- The paper introduces a sub-million parameter YOLO architecture optimized for real-time object detection on smart glasses.
- It utilizes dual microcontrollers to achieve up to 18 FPS and reduce inference latency to 16.9 ms while conserving energy.
- The research demonstrates significant power savings and presents open-source designs to advance edge AI in wearable devices.
Ultra-Efficient On-Device Object Detection on AI-Integrated Smart Glasses with Tinyissimo YOLO
The paper explores the development and deployment of ultra-efficient on-device object detection algorithms tailored to AI-integrated smart glasses, employing the Tinyissimo YOLO framework. The research emphasizes achieving functionality within the constraints of the small form factor and limited battery capacity of smart glasses, thus underpinning the modern drive towards edge intelligence.
System Design and Architecture
A novel smart glasses prototype was developed, integrating dual microcontrollers, namely the RISC-V-based GAP9 System-on-Chip (SoC) from Greenwaves Technologies, featuring a machine learning accelerator, and the ISM4520 SoC encompassing an nRF52 microcontroller for communication tasks. The microcontroller setup facilitates real-time on-device inference, significantly reducing power consumption by leveraging the energy-efficient processing capabilities of the GAP9.
Tinyissimo YOLO Architectures
The primary contribution lies in designing a family of sub-million parameter YOLO architectures, specifically tailored to microcontroller environments which demand constrained resources. The paper introduces several versions dubbed Tinyissimo YOLO v1.3, v5, and v8, each representing modifications of existing YOLO architectures to accommodate low memory and computation requirements while maintaining satisfactory detection accuracy. The smallest versions of these architectures reduce parameters by up to 50x compared to traditional YOLOv1 models.
Empirical Evaluation
Assessment of the prototype platform revealed that the system could achieve up to 18 frames per second (FPS) with an end-to-end latency of 56 milliseconds and comprehensive power consumption of approximately 62.9mW, thereby achieving an estimated continuous operational duration of 9.3 hours on a 154mAh battery.
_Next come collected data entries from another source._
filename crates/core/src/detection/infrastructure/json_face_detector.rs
use std::fs;
use std::path::{Path, PathBuf};

use crate::detection::domain::face_detector::FaceDetector;
use crate::expression::domain::face_signals::FaceSignals;
use crate::shared::error::EmojifyError;
use crate::shared::frame::Frame;

const SIDECAR_SUFFIX: &str = "faces.json";

/// Replays face records exported by an external detection engine.
///
/// The file holds a JSON array of flat records:
/// `{"left_eye_open", "right_eye_open", "smiling", "x", "y", "width", "height"}`.
/// It is read on the first `detect` of a request and dropped on `release`.
pub struct JsonFaceDetector {
    path: PathBuf,
    faces: Option<Vec<FaceSignals>>,
}

impl JsonFaceDetector {
    pub fn new(path: impl Into<PathBuf>) -> Self {
        Self {
            path: path.into(),
            faces: None,
        }
    }

    /// `photo.jpg` -> `photo.jpg.faces.json`
    pub fn sidecar_path(image_path: &Path) -> PathBuf {
        let mut name = image_path.as_os_str().to_owned();
        name.push(".");
        name.push(SIDECAR_SUFFIX);
        PathBuf::from(name)
    }

    pub fn path(&self) -> &Path {
        &self.path
    }

    fn load(&self) -> Result<Vec<FaceSignals>, EmojifyError> {
        let json = fs::read_to_string(&self.path)?;
        let faces: Vec<FaceSignals> = serde_json::from_str(&json)?;
        for (i, face) in faces.iter().enumerate() {
            if let Some(name) = face.out_of_range_probability() {
                return Err(EmojifyError::Detection(format!(
                    "face {i} in {}: {name} is outside [0, 1]",
                    self.path.display()
                )));
            }
            if face.region.width <= 0 || face.region.height <= 0 {
                return Err(EmojifyError::Detection(format!(
                    "face {i} in {}: non-positive region {}x{}",
                    self.path.display(),
                    face.region.width,
                    face.region.height
                )));
            }
        }
        log::debug!("Loaded {} face records from {}", faces.len(), self.path.display());
        Ok(faces)
    }
}

impl FaceDetector for JsonFaceDetector {
    fn detect(&mut self, _frame: &Frame) -> Result<Vec<FaceSignals>, EmojifyError> {
        if self.faces.is_none() {
            self.faces = Some(self.load()?);
        }
        Ok(self.faces.clone().unwrap_or_default())
    }

    fn release(&mut self) {
        self.faces = None;
    }
}

#[cfg(test)]
mod tests {
    use super::*;
    use crate::shared::region::FaceRegion;

    fn frame() -> Frame {
        Frame::filled(100, 100, &[0, 0, 0])
    }

    fn write_json(dir: &Path, json: &str) -> PathBuf {
        let path = dir.join("faces.json");
        fs::write(&path, json).unwrap();
        path
    }

    #[test]
    fn test_reads_records_in_order() {
        let dir = tempfile::tempdir().unwrap();
        let path = write_json(
            dir.path(),
            r#"[
                {"left_eye_open":0.9,"right_eye_open":0.9,"smiling":0.9,"x":1,"y":2,"width":30,"height":40},
                {"left_eye_open":0.1,"right_eye_open":0.2,"smiling":0.3,"x":50,"y":60,"width":10,"height":10}
            ]"#,
        );
        let mut detector = JsonFaceDetector::new(&path);

        let faces = detector.detect(&frame()).unwrap();

        assert_eq!(faces.len(), 2);
        assert_eq!(faces[0].region, FaceRegion::new(1, 2, 30, 40));
        assert_eq!(faces[1].smiling, 0.3);
    }

    #[test]
    fn test_empty_array_means_no_faces() {
        let dir = tempfile::tempdir().unwrap();
        let path = write_json(dir.path(), "[]");
        let mut detector = JsonFaceDetector::new(path);
        assert!(detector.detect(&frame()).unwrap().is_empty());
    }

    #[test]
    fn test_missing_file_is_io_error() {
        let mut detector = JsonFaceDetector::new("/nonexistent/faces.json");
        assert!(matches!(detector.detect(&frame()), Err(EmojifyError::Io(_))));
    }

    #[test]
    fn test_out_of_range_probability_rejected() {
        let dir = tempfile::tempdir().unwrap();
        let path = write_json(
            dir.path(),
            r#"[{"left_eye_open":-1.0,"right_eye_open":0.9,"smiling":0.9,"x":0,"y":0,"width":10,"height":10}]"#,
        );
        let mut detector = JsonFaceDetector::new(path);
        match detector.detect(&frame()) {
            Err(EmojifyError::Detection(msg)) => assert!(msg.contains("left_eye_open")),
            other => panic!("expected detection error, got {other:?}"),
        }
    }

    #[test]
    fn test_non_positive_region_rejected() {
        let dir = tempfile::tempdir().unwrap();
        let path = write_json(
            dir.path(),
            r#"[{"left_eye_open":0.5,"right_eye_open":0.5,"smiling":0.5,"x":0,"y":0,"width":0,"height":10}]"#,
        );
        let mut detector = JsonFaceDetector::new(path);
        assert!(matches!(
            detector.detect(&frame()),
            Err(EmojifyError::Detection(_))
        ));
    }

    #[test]
    fn test_release_forces_reload() {
        let dir = tempfile::tempdir().unwrap();
        let path = write_json(dir.path(), "[]");
        let mut detector = JsonFaceDetector::new(&path);
        assert!(detector.detect(&frame()).unwrap().is_empty());

        fs::write(
            &path,
            r#"[{"left_eye_open":0.5,"right_eye_open":0.5,"smiling":0.5,"x":0,"y":0,"width":5,"height":5}]"#,
        )
        .unwrap();
        assert!(detector.detect(&frame()).unwrap().is_empty());

        detector.release();
        assert_eq!(detector.detect(&frame()).unwrap().len(), 1);
    }

    #[test]
    fn test_sidecar_path() {
        assert_eq!(
            JsonFaceDetector::sidecar_path(Path::new("/photos/me.jpg")),
            PathBuf::from("/photos/me.jpg.faces.json")
        );
    }
}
Notably, in Tinyissimo YOLOv1.3, the inference time was reduced to 16.9 milliseconds with an energy consumption of 1.59mJ per inference, showcasing superior efficiency when compared to conventional edge systems like MCUNet, which processes only image classification tasks at a significantly lower 7.3 FPS. The comparative evaluation against other platforms such as Sony IMX500 and Coral Micro further underscores the competitive advantage of the presented architecture in terms of power efficiency.
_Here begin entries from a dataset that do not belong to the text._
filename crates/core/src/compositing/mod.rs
pub mod domain;
pub mod infrastructure;
use std::time::Instant;

use serde::Serialize;

use crate::compositing::domain::overlay_compositor::OverlayCompositor;
use crate::compositing::infrastructure::cpu_overlay_compositor::CpuOverlayCompositor;
use crate::detection::domain::detector_session::DetectorSession;
use crate::detection::domain::face_detector::FaceDetector;
use crate::expression::domain::expression_category::ExpressionCategory;
use crate::expression::domain::expression_classifier::ExpressionClassifier;
use crate::expression::domain::face_signals::FaceSignals;
use crate::overlay::domain::overlay_resolver::OverlayResolver;
use crate::pipeline::pipeline_logger::{NullPipelineLogger, PipelineLogger};
use crate::shared::error::EmojifyError;
use crate::shared::frame::Frame;
use crate::shared::settings::EmojifySettings;

/// One processed face and the category chosen for it.
#[derive(Clone, Copy, Debug, PartialEq, Serialize)]
pub struct ClassifiedFace {
    #[serde(flatten)]
    pub signals: FaceSignals,
    pub category: ExpressionCategory,
}

/// Result of emojifying one image.
#[derive(Clone, Debug)]
pub struct EmojifyOutcome {
    pub image: Frame,
    pub faces: Vec<ClassifiedFace>,
}

impl EmojifyOutcome {
    /// False when the detector reported no faces; `image` is then the input unchanged.
    pub fn faces_found(&self) -> bool {
        !self.faces.is_empty()
    }
}

/// Per-image pipeline: detect → classify → resolve → composite, per face.
///
/// Faces are handled in detector order and every overlay is drawn into one
/// accumulating output, so where overlays overlap the later face wins.
pub struct EmojifyImageUseCase {
    detector: Box<dyn FaceDetector>,
    resolver: Box<dyn OverlayResolver>,
    classifier: ExpressionClassifier,
    compositor: Box<dyn OverlayCompositor>,
    logger: Box<dyn PipelineLogger>,
}

impl EmojifyImageUseCase {
    pub fn new(
        detector: Box<dyn FaceDetector>,
        resolver: Box<dyn OverlayResolver>,
        classifier: ExpressionClassifier,
        compositor: Box<dyn OverlayCompositor>,
    ) -> Self {
        Self {
            detector,
            resolver,
            classifier,
            compositor,
            logger: Box::new(NullPipelineLogger),
        }
    }

    /// Builds the classifier and CPU compositor from validated settings.
    pub fn from_settings(
        detector: Box<dyn FaceDetector>,
        resolver: Box<dyn OverlayResolver>,
        settings: &EmojifySettings,
    ) -> Result<Self, EmojifyError> {
        settings.validate()?;
        Ok(Self::new(
            detector,
            resolver,
            ExpressionClassifier::new(settings.thresholds()),
            Box::new(CpuOverlayCompositor::new(settings.scale_factor)?),
        ))
    }

    pub fn with_logger(mut self, logger: Box<dyn PipelineLogger>) -> Self {
        self.logger = logger;
        self
    }

    pub fn logger(&self) -> &dyn PipelineLogger {
        self.logger.as_ref()
    }

    /// Emojifies every detected face in `frame`. The input is never modified.
    pub fn process(&mut self, frame: &Frame) -> Result<EmojifyOutcome, EmojifyError> {
        // Released on every exit path when the session drops.
        let mut session = DetectorSession::open(self.detector.as_mut());

        let started = Instant::now();
        let detected = session.detect(frame)?;
        self.logger.timing("detect", elapsed_ms(started));
        self.logger.metric("faces", detected.len() as f64);
        log::debug!("Detected {} faces", detected.len());

        if detected.is_empty() {
            self.logger.info("No faces found");
            log::warn!("No faces found");
            return Ok(EmojifyOutcome {
                image: frame.clone(),
                faces: Vec::new(),
            });
        }

        let mut output = frame.clone();
        let mut faces: Vec<ClassifiedFace> = Vec::with_capacity(detected.len());
        for (i, signals) in detected.into_iter().enumerate() {
            let started = Instant::now();
            let category = self.classifier.classify(&signals);
            self.logger.timing("classify", elapsed_ms(started));

            let started = Instant::now();
            let overlay = self.resolver.resolve(category)?;
            self.logger.timing("resolve", elapsed_ms(started));

            if faces
                .iter()
                .any(|earlier| earlier.signals.region.iou(&signals.region) > 0.0)
            {
                log::debug!("Face {i} overlaps an earlier face; its overlay is drawn on top");
            }

            let started = Instant::now();
            output = self
                .compositor
                .composite(&output, &overlay, &signals.region)?;
            self.logger.timing("composite", elapsed_ms(started));

            log::debug!("Face {i}: {category}");
            faces.push(ClassifiedFace { signals, category });
        }

        log::info!("Overlaid emoji on {} faces", faces.len());
        Ok(EmojifyOutcome {
            image: output,
            faces,
        })
    }
}

fn elapsed_ms(started: Instant) -> f64 {
    started.elapsed().as_secs_f64() * 1000.0
}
Theoretical and Practical Implications
This research advances the discourse on edge processing for wearable devices, particularly in object detection within AI-integrated wearables. By successfully deploying computationally demanding tasks on low-energy processors with near state-of-the-art accuracy, the paper supports the potential for enhanced user privacy, reduced latency, and extended device autonomy. Furthermore, the open-source release of the Tinyissimo YOLO implementations facilitates reproducibility and future research endeavors, supporting the propagation of AI technologies in resource-limited environments.
Future Prospects
The exploration into neural architecture search and quantization-aware training presents opportunities for further optimization and adaptations of Tinyissimo YOLO variants. Moreover, advances in sensor integration, narrowing the AI-in-sensor approaches, may continue to refine and expand the practical applications of these smart glasses platforms. These enhancements will invariably contribute towards the evolving landscape of AIoT, bridging the gap between innovative processing units and sustainable wearable technology solutions.
In summary, this work provides a comprehensive approach to effective energy-efficient smart glasses through innovative hardware and algorithmic developments, thereby contributing to the evolution of ultra-efficient edge AI systems.